La resolución del juez del Primer Juzgado de Instrucción no sorprendió a Cristian Oscar Fretes (34), quien ayer se mostró tranquilo, revelaron. Un psicólogo señaló en su informe que no exhibe sentimiento de culpa y angustia. Es más, un policía testimonió en la causa que el día que detuvieron a Fretes, le escuchó decir: ‘se lo merecía’, en referencia a la ahora fallecida Estela del Valle Bustos (30), y que agregó que ‘con buena conducta, en siete años estoy afuera’.
Lo sucedido la tarde del 25 de mayo último en esa casa del Bº Las Alondras, en Chimbas, fue el epílogo de una historia marcada por la violencia. Los familiares de Estela declararon que Fretes siempre la maltrató. La golpeaba desde que eran novios, el mismo día de su cumpleaños de 18 años le dio una paliza. Andrés Godoy, el padrastro de Fretes, contó que el 2 de marzo de 2002 intercedió para que dejara de golpear a Estela, que estaba embarazada, y de respuesta recibió 4 balazos. Hay numerosos testimonios de las veces que vieron a la mujer con moretones y los ojos hinchados. La golpeaba hasta cuando ella iba a visitarlo al penal. Fretes tenía antecedentes penales: una condena de 5 años por robo en Córdoba, otra de 7 de años por el intento de homicidio de su padrastro y a eso se le sumaron otras causas por hurto, amenazas y lesiones, según la causa.

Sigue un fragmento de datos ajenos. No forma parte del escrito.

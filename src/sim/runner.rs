//! Batch simulation: drives a scheduler on a manual clock with generated demand.

use std::fmt;

use crate::config::GridConfig;
use crate::grid::{GridError, Outcome, Scheduler};
use crate::sim::clock::{Clock, ManualClock, Timestamp};
use crate::sim::workload::DemandGenerator;

/// Everything observed in one simulated cycle.
#[derive(Debug, Clone, PartialEq)]
pub struct CycleRecord {
    /// 1-based cycle number.
    pub cycle: u64,
    /// Simulated time the cycle ran at.
    pub at: Timestamp,
    /// Requests generated and submitted before the cycle.
    pub submitted: usize,
    pub allocated: usize,
    pub allocated_mw: f64,
    pub shed: usize,
    pub shed_mw: f64,
    /// Requests still pending after the cycle.
    pub pending: usize,
    /// Substations offline during the cycle.
    pub offline_substations: Vec<String>,
    /// Highest substation utilization after the cycle (0.0..=1.0).
    pub peak_utilization: f64,
    /// Terminal requests handed back by the scheduler.
    pub outcomes: Vec<Outcome>,
}

impl fmt::Display for CycleRecord {
    fn fmt(&self, f: &mut fmt::Formatter<'_>) -> fmt::Result {
        write!(
            f,
            "cycle {:>3} @ {}: {} submitted, {} allocated ({:.1} MW), {} shed ({:.1} MW), peak {:.0}%",
            self.cycle,
            self.at,
            self.submitted,
            self.allocated,
            self.allocated_mw,
            self.shed,
            self.shed_mw,
            self.peak_utilization * 100.0
        )?;
        if !self.offline_substations.is_empty() {
            write!(f, ", offline: {}", self.offline_substations.join(","))?;
        }
        Ok(())
    }
}

/// A configured grid run for a fixed number of cycles.
///
/// # Examples
///
/// ```
/// use grid_dr::config::GridConfig;
/// use grid_dr::sim::runner::Simulation;
///
/// let mut cfg = GridConfig::baseline();
/// cfg.simulation.cycles = 4;
/// let records = Simulation::from_config(&cfg).unwrap().run().unwrap();
/// assert_eq!(records.len(), 4);
/// ```
#[derive(Debug)]
pub struct Simulation {
    config: GridConfig,
    scheduler: Scheduler<ManualClock>,
    generator: DemandGenerator,
    cycles_run: usize,
}

impl Simulation {
    /// Builds the grid, registers planned maintenance, and seeds demand.
    ///
    /// # Errors
    ///
    /// Returns a `GridError` if a substation or window is rejected; a config
    /// that passes [`GridConfig::validate`] never does.
    ///
    /// # Panics
    ///
    /// Panics if the workload section is invalid (see [`DemandGenerator::new`]).
    pub fn from_config(config: &GridConfig) -> Result<Self, GridError> {
        let start = config.simulation.start_time;
        let mut scheduler = config.build_scheduler(ManualClock::new(start))?;
        for window in &config.maintenance.windows {
            let opens = start.saturating_add(window.start_offset_secs);
            scheduler.schedule_maintenance(
                window.substation_id.clone(),
                opens,
                opens.saturating_add(window.duration_secs),
            )?;
        }
        let generator = DemandGenerator::new(&config.workload, config.simulation.seed);

        Ok(Self {
            config: config.clone(),
            scheduler,
            generator,
            cycles_run: 0,
        })
    }

    /// Restarts from the configuration this simulation was built with.
    ///
    /// # Errors
    ///
    /// Same as [`Simulation::from_config`].
    pub fn reset(&mut self) -> Result<(), GridError> {
        *self = Self::from_config(&self.config)?;
        Ok(())
    }

    /// Generates a batch, runs one cycle, then advances the clock by one
    /// interval.
    ///
    /// # Errors
    ///
    /// Propagates intake errors from the scheduler.
    pub fn step(&mut self) -> Result<CycleRecord, GridError> {
        let at = self.scheduler.now();
        let batch = self.generator.generate(at)?;
        let submitted = batch.len();
        for request in batch {
            self.scheduler.receive_demand(request)?;
        }

        let report = self.scheduler.run_cycle();
        let offline_substations = self
            .scheduler
            .substations()
            .iter()
            .filter(|s| !s.is_online())
            .map(|s| s.id().to_string())
            .collect();
        let peak_utilization = self
            .scheduler
            .substations()
            .iter()
            .map(|s| s.utilization())
            .fold(0.0_f64, f64::max);

        let record = CycleRecord {
            cycle: report.cycle,
            at: report.at,
            submitted,
            allocated: report.allocated_count(),
            allocated_mw: report.allocated_mw(),
            shed: report.shed_count(),
            shed_mw: report.shed_mw(),
            pending: self.scheduler.pending_len(),
            offline_substations,
            peak_utilization,
            outcomes: report.outcomes,
        };

        self.scheduler
            .clock()
            .advance(self.config.simulation.cycle_interval_secs);
        self.cycles_run += 1;
        Ok(record)
    }

    /// Runs all remaining cycles and returns their records in order.
    ///
    /// # Errors
    ///
    /// Propagates the first error from [`Simulation::step`].
    pub fn run(mut self) -> Result<Vec<CycleRecord>, GridError> {
        let mut records = Vec::with_capacity(self.remaining());
        while !self.is_finished() {
            records.push(self.step()?);
        }
        Ok(records)
    }

    /// Cycles left before the configured total is reached.
    pub fn remaining(&self) -> usize {
        self.config.simulation.cycles.saturating_sub(self.cycles_run)
    }

    pub fn is_finished(&self) -> bool {
        self.remaining() == 0
    }

    pub fn cycles_run(&self) -> usize {
        self.cycles_run
    }

    pub fn config(&self) -> &GridConfig {
        &self.config
    }

    pub fn scheduler(&self) -> &Scheduler<ManualClock> {
        &self.scheduler
    }

    /// Mutable access for interactive frontends (e.g. ad hoc maintenance).
    pub fn scheduler_mut(&mut self) -> &mut Scheduler<ManualClock> {
        &mut self.scheduler
    }
}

La traumática relación duró 12 años, con sucesivas golpizas a Estela y a sus cuatro niños. Ese final anunciado ocurrió el 25 de mayo último, cuando Fretes volvió furioso a su casa después de escuchar el comentario que su mujer supuestamente tenía un ‘amigo’. Ella le estaba preparando sopaipillas. La tiró al piso tomándola del cabello, le dio trompadas, puntapiés, mordiscones, también le pegó con los palos de amasar y le dio varios cuchillazos. Hasta la golpeó en la vereda, cuando ella intentó escapar. Todo ésto en presencia de sus hijos de 10 y 4 años, a quienes luego amenazó y obligó a que lo ayudaran a bañarla y acostarla en una cama. Estela murió desangrada, con su bebé en su vientre. Ahí, le dijo a los niños: ‘tu mamá no se va a despertar más’. Después, inventó en vano la historia del robo para encubrirse.